Dataset entries:
········

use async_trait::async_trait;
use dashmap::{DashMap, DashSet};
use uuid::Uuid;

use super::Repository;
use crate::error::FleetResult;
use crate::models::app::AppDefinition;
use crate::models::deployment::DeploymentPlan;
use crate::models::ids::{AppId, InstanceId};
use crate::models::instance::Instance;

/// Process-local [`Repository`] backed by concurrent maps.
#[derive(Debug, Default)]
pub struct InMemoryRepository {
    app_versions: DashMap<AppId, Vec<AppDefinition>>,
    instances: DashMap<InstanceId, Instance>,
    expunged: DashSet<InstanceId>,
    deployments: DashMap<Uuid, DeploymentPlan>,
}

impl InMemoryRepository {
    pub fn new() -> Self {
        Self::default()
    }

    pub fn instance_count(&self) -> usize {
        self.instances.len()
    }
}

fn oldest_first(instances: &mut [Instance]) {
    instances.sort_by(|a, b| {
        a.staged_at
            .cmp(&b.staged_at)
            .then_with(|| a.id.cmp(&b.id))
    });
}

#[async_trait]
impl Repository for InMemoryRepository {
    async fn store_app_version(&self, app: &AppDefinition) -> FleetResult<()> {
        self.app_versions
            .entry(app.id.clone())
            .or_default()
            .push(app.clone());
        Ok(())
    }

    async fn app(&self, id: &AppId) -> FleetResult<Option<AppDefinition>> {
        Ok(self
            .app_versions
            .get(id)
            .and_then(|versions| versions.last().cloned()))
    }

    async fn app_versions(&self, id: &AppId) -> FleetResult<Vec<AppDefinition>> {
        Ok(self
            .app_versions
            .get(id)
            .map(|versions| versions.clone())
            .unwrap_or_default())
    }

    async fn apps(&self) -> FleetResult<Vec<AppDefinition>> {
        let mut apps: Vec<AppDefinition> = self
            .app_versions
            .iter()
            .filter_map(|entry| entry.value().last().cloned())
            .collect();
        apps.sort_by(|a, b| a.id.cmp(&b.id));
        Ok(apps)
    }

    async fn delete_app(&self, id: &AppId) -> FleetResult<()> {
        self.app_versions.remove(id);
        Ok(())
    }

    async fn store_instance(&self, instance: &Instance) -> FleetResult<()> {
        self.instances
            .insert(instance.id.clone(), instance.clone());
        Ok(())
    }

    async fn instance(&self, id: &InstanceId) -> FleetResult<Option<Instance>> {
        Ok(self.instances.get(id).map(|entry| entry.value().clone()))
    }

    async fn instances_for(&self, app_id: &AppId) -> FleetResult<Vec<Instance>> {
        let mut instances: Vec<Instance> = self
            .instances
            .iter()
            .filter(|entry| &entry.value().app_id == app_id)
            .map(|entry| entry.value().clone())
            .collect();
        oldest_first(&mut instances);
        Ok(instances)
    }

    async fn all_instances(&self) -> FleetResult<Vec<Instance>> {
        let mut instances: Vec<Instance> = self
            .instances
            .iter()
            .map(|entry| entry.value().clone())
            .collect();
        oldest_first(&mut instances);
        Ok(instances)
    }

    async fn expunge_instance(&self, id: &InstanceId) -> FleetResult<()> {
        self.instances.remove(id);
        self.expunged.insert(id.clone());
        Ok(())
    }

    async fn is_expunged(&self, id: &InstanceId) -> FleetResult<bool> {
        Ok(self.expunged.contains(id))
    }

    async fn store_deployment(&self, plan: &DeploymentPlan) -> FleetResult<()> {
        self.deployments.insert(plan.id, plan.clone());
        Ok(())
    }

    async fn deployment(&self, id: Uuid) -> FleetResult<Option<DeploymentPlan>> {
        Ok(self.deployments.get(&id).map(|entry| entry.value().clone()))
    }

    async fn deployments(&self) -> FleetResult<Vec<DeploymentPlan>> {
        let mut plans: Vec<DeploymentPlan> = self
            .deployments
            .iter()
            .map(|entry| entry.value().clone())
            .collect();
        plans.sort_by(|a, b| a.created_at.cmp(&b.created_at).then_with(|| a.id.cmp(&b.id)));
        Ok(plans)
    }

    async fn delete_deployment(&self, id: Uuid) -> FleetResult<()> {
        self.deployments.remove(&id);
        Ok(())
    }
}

········

> Directions
From the data above, show each line that contains "remove".

> Answer space
        self.app_versions.remove(id);
        self.instances.remove(id);
        self.deployments.remove(&id);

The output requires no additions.